There are downsides, of course. For a start the partitioning option is only available for Enterprise Edition, and it’s a licensed extra option, and it’s not cheap. On a technical note you’ve also introduced a problem similar to one of the problems with reverse key indexes. The hash-partitioned index is fine for predicates like “COLX = constant” – where the optimizer can pick a single hash partition and the run-time task can be efficient; but if you start using range-based predicates on the hash column then your query will have to work through every single index partition as it runs the query, and if you’ve created the index with a large number of partitions the overhead of the extra index probes may be significant if the query is supposed to be a light-weight (small number of rows) query.

Get rid of the index

This may not be the first thing that crosses your mind when you see the problem – but it is a possibility to be considered. The indexes that are most likely to run into the ITL explosion are “meaningless key” indexes (which you may need to keep and reverse) and the “timestamp” index, and I have seen cases where the latter type of index is simply a waste of space. When examining problem indexes always remember Cary Milsapp’s comment: “the fastest way to do something is to not do it at all”. Sometimes the best way to fix a troublesome index is to drop it.

And finally:
The other question I left unanswered in the previous note in this series was: “Why haven’t I noticed the space-wasting phenomenon more often despite seeing indexes where it could have been happening.” There are several answers to this question, for example:

  • I’ve been called in to address more significant problems, and the side effects of an index that was two or three times larger than it should have been simply didn’t show up in comparison to the other performance issue.
  • The DBAs may have been doing regular (and usually pointless) index rebuilds so the issue is never visible when I’m on site
  • (This is one I really like). I’ve seen the problem but attributed the symptoms to something that is often the underlying cause of the ITL issue – the time-based index with a slowly deleted tail (also known as the FIFO index or, in Tom Kyte’s terminology, the “sweeper”). The solution for one problem also fixes the other – so there have probably been times when I’ve killed two birds with one stone without realising it. If you want an example of this, take another look at this article on index analysis and ask yourself how much of the space wastage the article describes was due to deleting from the tail of the index, and how much of it was due to the ITL concurrency problem as users were inserting the data. I knew that the index was going to be a disaster area before I looked at it, so I didn’t look at it closely enough or I would probably have seen the ITL problem as well as the FIFO problem.

Indexes are fundamentally different from (heap) tables, and there are several interesting things that can happen to them because of the difference.

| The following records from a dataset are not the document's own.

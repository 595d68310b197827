use std::time::Duration;

use super::{Handlers, ItemBuilder, ItemInput, ItemRef};
use crate::action::WorkflowAction;
use crate::decision::{ScheduleChildWorkflowDecision, WorkflowDecision};
use crate::error::Result;
use crate::event::{ChildWorkflowEvent, EventType};
use crate::history::ChildPolicy;
use crate::identity::ScheduleData;

/// Configuration of a child workflow item.
///
/// Unset options fall back to the defaults registered for the child's
/// workflow type.
#[derive(Clone, Default, Debug)]
pub struct ChildWorkflowSpec {
    input: ItemInput,
    task_list: Option<String>,
    task_priority: Option<i32>,
    child_policy: Option<ChildPolicy>,
    execution_timeout: Option<Duration>,
    task_timeout: Option<Duration>,
    tag_list: Vec<String>,
    lambda_role: Option<String>,
    pub(crate) handlers: Handlers<ChildWorkflowEvent>,
}

impl ChildWorkflowSpec {
    pub(crate) fn schedule_decision(&self, item: &ItemRef<'_>) -> WorkflowDecision {
        let identity = item.identity();
        WorkflowDecision::ScheduleChildWorkflow(ScheduleChildWorkflowDecision {
            identity: identity.clone(),
            workflow_id: item.schedule_id(),
            input: item.input(&self.input),
            task_list: self.task_list.clone(),
            task_priority: self.task_priority,
            child_policy: self.child_policy,
            execution_timeout: self.execution_timeout,
            task_timeout: self.task_timeout,
            tag_list: self.tag_list.clone(),
            lambda_role: self.lambda_role.clone(),
            control: ScheduleData::for_item(identity),
        })
    }
}

impl ItemBuilder<ChildWorkflowSpec> {
    /// Compute the child's input. Defaults to the workflow input.
    pub fn with_input<F>(mut self, input: F) -> Self
    where
        F: Fn(&ItemRef<'_>) -> Option<String> + Send + Sync + 'static,
    {
        self.spec.input.set(input);
        self
    }

    pub fn on_task_list(mut self, task_list: impl Into<String>) -> Self {
        self.spec.task_list = Some(task_list.into());
        self
    }

    pub fn with_priority(mut self, priority: i32) -> Self {
        self.spec.task_priority = Some(priority);
        self
    }

    pub fn with_child_policy(mut self, policy: ChildPolicy) -> Self {
        self.spec.child_policy = Some(policy);
        self
    }

    pub fn with_execution_timeout(mut self, timeout: Duration) -> Self {
        self.spec.execution_timeout = Some(timeout);
        self
    }

    pub fn with_task_timeout(mut self, timeout: Duration) -> Self {
        self.spec.task_timeout = Some(timeout);
        self
    }

    pub fn with_tag(mut self, tag: impl Into<String>) -> Self {
        self.spec.tag_list.push(tag.into());
        self
    }

    pub fn with_lambda_role(mut self, role: impl Into<String>) -> Self {
        self.spec.lambda_role = Some(role.into());
        self
    }

    pub fn on_completion<F>(self, handler: F) -> Self
    where
        F: Fn(&ChildWorkflowEvent, &ItemRef<'_>) -> Result<WorkflowAction> + Send + Sync + 'static,
    {
        self.on(EventType::Completed, handler)
    }

    pub fn on_failure<F>(self, handler: F) -> Self
    where
        F: Fn(&ChildWorkflowEvent, &ItemRef<'_>) -> Result<WorkflowAction> + Send + Sync + 'static,
    {
        self.on(EventType::Failed, handler)
    }

    pub fn on_timeout<F>(self, handler: F) -> Self
    where
        F: Fn(&ChildWorkflowEvent, &ItemRef<'_>) -> Result<WorkflowAction> + Send + Sync + 'static,
    {
        self.on(EventType::TimedOut, handler)
    }

    pub fn on_cancelled<F>(self, handler: F) -> Self
    where
        F: Fn(&ChildWorkflowEvent, &ItemRef<'_>) -> Result<WorkflowAction> + Send + Sync + 'static,
    {
        self.on(EventType::Cancelled, handler)
    }

    pub fn on_terminated<F>(self, handler: F) -> Self
    where
        F: Fn(&ChildWorkflowEvent, &ItemRef<'_>) -> Result<WorkflowAction> + Send + Sync + 'static,
    {
        self.on(EventType::Terminated, handler)
    }

    pub fn on_start_failed<F>(self, handler: F) -> Self
    where
        F: Fn(&ChildWorkflowEvent, &ItemRef<'_>) -> Result<WorkflowAction> + Send + Sync + 'static,
    {
        self.on(EventType::StartFailed, handler)
    }

    pub fn on_cancellation_failed<F>(self, handler: F) -> Self
    where
        F: Fn(&ChildWorkflowEvent, &ItemRef<'_>) -> Result<WorkflowAction> + Send + Sync + 'static,
    {
        self.on(EventType::CancellationFailed, handler)
    }

    fn on<F>(mut self, event_type: EventType, handler: F) -> Self
    where
        F: Fn(&ChildWorkflowEvent, &ItemRef<'_>) -> Result<WorkflowAction> + Send + Sync + 'static,
    {
        self.spec.handlers.insert(event_type, handler);
        self
    }
}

Sometimes you need to look at them very closely before you understand how to make best use of them and how to avoid the performance problems that they can introduce.

Footnote: Just in case you haven’t come to this article by way of the earlier articles in the series I should mention for completeness that in earlier versions of Oracle you could avoid the ITL problem by setting maxtrans. The need for workarounds to the problem only become necessary in 10g where Oracle started to ignore maxtrans.